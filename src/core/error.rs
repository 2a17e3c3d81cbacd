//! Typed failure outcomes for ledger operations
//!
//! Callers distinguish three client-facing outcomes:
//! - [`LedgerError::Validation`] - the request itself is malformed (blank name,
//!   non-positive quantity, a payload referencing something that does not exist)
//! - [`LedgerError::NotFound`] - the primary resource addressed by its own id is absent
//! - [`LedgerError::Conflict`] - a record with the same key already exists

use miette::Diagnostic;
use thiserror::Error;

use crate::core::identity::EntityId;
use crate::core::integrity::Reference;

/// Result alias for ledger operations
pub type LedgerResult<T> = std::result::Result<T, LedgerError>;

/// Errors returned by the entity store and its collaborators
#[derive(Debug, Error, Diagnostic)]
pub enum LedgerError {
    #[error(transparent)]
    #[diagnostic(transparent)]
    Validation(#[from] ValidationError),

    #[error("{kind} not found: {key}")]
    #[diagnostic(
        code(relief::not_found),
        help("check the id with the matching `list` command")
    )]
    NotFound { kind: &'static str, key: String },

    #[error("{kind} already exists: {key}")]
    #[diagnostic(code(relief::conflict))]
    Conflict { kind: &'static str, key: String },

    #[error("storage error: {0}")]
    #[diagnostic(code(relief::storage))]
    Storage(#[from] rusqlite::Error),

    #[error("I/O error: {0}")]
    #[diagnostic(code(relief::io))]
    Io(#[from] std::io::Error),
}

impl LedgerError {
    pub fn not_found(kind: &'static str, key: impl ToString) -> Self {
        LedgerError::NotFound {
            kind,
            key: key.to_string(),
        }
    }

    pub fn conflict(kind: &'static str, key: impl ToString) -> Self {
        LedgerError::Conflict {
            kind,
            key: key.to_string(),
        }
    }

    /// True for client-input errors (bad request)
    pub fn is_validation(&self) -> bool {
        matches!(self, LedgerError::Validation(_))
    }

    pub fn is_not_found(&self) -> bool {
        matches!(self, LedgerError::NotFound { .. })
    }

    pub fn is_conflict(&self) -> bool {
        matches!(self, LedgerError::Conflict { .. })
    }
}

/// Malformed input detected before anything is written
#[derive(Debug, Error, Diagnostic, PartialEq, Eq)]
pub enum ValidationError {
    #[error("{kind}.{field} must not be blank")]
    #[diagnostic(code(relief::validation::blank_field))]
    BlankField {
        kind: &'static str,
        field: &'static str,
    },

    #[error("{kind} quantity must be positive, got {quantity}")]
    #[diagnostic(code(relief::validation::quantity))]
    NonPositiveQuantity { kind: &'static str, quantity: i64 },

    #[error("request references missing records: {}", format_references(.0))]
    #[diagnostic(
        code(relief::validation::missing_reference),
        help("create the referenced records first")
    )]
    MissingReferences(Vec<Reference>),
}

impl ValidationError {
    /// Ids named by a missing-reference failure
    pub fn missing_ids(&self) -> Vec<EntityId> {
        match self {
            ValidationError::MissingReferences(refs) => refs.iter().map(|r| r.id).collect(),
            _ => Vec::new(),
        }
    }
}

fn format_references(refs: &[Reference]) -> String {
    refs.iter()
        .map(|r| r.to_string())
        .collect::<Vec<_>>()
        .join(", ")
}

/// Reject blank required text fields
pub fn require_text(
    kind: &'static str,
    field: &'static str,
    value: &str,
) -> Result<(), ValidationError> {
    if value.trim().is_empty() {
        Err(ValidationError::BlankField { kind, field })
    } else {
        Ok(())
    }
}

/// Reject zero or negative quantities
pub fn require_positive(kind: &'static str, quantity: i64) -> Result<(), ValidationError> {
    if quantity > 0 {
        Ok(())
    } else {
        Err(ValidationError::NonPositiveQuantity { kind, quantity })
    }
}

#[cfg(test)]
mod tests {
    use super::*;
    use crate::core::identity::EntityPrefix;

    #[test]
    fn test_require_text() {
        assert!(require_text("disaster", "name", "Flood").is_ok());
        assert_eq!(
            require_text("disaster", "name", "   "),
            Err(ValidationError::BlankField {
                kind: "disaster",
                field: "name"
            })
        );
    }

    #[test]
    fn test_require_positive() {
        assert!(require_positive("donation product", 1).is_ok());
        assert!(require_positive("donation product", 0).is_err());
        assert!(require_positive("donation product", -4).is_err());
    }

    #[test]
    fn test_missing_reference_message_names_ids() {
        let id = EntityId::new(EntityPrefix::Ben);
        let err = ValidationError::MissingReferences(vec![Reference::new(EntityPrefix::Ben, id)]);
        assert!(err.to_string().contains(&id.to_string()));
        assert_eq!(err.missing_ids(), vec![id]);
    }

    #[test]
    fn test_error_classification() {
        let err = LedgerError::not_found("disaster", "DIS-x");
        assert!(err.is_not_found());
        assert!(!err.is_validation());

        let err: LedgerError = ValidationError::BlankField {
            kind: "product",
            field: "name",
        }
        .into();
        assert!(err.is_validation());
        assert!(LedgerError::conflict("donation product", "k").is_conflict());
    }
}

- - - - -

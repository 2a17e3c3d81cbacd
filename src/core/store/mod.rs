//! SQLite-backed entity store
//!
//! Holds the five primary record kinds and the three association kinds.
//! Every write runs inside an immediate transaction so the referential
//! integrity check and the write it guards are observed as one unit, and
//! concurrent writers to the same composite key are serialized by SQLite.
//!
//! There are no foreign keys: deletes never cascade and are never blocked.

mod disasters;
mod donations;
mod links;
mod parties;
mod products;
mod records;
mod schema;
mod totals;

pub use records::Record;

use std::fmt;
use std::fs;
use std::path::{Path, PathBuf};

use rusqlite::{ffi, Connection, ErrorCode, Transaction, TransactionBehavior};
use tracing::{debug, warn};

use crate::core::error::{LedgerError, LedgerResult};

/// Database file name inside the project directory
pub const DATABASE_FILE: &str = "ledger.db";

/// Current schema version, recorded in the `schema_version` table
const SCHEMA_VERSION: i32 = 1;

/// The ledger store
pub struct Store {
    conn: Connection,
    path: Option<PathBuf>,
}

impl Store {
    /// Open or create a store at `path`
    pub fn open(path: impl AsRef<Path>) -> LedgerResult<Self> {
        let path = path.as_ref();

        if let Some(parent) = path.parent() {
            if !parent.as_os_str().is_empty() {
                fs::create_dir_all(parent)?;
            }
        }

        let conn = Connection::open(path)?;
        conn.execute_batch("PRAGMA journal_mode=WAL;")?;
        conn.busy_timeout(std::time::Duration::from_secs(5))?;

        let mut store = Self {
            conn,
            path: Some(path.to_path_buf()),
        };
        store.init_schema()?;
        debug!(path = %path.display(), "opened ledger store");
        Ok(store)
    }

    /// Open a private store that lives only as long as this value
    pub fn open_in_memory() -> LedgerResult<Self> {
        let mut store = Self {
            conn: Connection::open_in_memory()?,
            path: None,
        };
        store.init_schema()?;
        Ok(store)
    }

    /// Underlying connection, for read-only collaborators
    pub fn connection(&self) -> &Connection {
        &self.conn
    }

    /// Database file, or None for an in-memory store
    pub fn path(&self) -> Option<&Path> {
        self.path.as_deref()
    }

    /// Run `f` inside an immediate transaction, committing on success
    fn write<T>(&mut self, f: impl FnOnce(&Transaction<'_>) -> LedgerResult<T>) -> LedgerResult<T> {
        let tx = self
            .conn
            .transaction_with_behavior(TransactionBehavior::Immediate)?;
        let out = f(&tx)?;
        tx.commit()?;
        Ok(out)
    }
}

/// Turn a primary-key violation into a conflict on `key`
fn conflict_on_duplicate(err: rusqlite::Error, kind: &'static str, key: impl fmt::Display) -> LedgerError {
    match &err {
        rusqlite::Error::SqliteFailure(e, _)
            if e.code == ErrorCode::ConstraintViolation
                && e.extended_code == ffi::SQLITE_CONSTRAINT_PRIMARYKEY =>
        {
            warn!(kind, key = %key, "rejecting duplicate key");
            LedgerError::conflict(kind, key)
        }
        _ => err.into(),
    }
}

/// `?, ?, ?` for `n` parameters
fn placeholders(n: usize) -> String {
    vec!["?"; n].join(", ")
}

- - - - -

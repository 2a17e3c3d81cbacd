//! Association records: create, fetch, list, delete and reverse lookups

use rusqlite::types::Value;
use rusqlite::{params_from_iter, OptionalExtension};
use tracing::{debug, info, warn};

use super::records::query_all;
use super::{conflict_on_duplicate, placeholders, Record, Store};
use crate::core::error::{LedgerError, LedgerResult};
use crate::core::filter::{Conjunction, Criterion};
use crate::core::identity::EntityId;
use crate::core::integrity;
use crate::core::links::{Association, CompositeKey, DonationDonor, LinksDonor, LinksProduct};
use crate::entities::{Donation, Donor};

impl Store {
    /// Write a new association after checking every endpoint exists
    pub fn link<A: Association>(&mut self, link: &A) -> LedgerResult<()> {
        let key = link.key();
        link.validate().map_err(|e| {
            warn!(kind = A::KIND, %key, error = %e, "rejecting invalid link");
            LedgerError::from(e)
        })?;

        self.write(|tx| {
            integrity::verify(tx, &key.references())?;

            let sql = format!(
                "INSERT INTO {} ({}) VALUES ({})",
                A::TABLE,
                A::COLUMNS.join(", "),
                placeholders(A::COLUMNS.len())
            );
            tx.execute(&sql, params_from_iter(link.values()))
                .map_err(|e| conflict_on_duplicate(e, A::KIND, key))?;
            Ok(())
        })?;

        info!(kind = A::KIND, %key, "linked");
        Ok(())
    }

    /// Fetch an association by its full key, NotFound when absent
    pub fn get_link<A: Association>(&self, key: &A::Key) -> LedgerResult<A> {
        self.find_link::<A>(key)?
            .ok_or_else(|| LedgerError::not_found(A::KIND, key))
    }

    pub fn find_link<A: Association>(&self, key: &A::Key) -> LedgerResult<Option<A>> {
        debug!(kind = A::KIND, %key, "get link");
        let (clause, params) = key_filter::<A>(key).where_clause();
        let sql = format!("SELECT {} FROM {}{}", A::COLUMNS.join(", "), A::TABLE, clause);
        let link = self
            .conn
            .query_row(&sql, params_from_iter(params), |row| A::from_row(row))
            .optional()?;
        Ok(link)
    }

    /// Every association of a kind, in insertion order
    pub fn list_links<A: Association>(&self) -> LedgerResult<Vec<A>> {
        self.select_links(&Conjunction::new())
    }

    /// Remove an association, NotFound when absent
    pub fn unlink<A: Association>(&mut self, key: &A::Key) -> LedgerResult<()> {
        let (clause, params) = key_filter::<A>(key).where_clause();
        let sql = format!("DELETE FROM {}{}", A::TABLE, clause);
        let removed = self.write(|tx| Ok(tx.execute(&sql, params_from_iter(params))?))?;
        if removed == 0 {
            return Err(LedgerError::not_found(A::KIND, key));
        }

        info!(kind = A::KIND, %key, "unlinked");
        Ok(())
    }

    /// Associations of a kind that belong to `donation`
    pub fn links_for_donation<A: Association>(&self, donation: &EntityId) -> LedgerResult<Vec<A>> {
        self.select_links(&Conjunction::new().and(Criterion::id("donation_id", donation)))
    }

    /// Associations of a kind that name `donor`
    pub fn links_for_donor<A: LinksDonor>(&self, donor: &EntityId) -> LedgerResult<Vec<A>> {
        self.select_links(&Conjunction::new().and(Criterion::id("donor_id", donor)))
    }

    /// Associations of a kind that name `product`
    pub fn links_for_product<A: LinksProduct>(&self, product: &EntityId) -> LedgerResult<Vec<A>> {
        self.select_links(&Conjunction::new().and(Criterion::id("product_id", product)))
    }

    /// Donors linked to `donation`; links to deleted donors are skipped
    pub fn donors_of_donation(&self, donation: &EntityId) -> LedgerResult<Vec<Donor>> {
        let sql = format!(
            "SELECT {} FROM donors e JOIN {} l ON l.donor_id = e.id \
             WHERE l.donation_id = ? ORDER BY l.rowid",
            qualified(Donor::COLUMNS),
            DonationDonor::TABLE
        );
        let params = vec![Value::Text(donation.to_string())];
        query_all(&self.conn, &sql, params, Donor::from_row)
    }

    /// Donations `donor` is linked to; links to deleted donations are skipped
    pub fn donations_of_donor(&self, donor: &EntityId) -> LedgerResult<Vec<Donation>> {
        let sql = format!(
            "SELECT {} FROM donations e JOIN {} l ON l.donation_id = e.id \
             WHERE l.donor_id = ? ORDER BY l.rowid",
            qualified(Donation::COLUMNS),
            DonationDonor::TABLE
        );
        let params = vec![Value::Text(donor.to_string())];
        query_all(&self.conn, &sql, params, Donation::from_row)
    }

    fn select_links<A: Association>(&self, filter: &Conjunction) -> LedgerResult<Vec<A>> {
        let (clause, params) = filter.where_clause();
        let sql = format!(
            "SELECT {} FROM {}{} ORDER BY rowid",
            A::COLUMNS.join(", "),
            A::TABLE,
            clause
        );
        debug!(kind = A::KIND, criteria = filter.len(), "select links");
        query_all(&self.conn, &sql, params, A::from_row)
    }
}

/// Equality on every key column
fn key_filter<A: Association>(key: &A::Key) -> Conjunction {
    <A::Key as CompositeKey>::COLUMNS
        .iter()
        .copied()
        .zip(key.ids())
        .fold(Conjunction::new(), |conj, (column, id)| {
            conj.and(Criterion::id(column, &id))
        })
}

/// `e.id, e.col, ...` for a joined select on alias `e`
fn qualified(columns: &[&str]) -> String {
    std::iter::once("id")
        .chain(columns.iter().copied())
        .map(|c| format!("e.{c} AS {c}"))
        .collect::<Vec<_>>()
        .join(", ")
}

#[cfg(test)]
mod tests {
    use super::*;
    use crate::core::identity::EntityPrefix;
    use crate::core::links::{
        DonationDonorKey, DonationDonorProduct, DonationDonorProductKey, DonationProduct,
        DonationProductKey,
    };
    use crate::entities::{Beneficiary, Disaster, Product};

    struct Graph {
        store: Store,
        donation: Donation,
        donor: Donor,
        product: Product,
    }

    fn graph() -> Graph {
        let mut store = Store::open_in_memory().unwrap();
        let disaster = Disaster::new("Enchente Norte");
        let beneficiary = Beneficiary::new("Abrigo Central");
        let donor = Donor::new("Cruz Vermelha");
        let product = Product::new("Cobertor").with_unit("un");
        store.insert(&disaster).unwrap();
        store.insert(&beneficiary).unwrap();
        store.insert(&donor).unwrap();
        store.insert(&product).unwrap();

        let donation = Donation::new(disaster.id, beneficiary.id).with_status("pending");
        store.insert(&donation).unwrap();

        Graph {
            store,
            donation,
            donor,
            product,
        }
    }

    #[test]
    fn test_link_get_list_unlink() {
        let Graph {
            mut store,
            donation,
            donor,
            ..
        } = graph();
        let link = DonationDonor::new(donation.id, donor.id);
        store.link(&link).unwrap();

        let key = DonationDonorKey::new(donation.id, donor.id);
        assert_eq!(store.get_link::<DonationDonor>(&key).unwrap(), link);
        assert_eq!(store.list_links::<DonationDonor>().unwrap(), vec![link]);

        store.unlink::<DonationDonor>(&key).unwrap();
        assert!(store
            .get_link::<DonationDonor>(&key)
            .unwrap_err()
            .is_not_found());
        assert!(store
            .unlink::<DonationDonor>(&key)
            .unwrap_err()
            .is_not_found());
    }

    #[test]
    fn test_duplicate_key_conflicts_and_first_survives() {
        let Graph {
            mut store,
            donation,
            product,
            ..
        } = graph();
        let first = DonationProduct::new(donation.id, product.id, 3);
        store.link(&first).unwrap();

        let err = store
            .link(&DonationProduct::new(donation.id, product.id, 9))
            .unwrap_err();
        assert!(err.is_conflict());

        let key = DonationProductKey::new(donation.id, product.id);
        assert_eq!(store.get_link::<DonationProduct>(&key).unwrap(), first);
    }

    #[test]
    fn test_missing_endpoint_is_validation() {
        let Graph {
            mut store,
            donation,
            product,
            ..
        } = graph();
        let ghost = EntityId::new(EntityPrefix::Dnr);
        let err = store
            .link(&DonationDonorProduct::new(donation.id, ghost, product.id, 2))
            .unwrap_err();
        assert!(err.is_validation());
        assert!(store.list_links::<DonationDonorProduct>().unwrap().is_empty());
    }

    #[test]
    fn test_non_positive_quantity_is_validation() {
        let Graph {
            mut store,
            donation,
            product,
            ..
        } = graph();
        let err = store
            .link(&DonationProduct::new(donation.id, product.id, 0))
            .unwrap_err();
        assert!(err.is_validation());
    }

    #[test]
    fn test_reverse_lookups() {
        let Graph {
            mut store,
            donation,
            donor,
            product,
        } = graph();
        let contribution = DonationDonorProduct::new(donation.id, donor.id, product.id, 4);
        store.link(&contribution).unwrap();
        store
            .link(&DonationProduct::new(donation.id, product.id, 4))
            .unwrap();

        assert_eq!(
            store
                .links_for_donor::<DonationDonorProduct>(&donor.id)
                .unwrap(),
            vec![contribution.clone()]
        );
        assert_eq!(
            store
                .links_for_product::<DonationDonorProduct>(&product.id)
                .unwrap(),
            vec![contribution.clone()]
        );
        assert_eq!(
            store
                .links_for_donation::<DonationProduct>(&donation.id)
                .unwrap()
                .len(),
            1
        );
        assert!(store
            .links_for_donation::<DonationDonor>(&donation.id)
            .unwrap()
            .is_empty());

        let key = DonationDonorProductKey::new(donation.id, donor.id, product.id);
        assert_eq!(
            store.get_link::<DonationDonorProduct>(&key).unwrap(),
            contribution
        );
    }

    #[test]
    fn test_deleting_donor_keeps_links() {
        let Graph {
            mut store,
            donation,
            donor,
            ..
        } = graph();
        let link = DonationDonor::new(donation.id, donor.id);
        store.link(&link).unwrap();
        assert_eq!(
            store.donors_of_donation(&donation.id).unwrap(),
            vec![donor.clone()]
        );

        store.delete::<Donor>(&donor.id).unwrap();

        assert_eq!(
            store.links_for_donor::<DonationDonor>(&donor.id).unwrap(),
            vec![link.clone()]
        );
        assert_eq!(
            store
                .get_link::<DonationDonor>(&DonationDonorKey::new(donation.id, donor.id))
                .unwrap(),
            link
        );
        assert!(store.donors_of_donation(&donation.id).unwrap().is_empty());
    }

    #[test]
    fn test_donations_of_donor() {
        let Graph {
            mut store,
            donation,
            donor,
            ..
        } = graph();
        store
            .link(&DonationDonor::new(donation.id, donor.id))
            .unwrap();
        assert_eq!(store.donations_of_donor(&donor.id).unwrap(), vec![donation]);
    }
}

- - - - -

Directions for this task:
Your answer should be one number: how many lines in the records above include "MissingReferences".

Result below:
3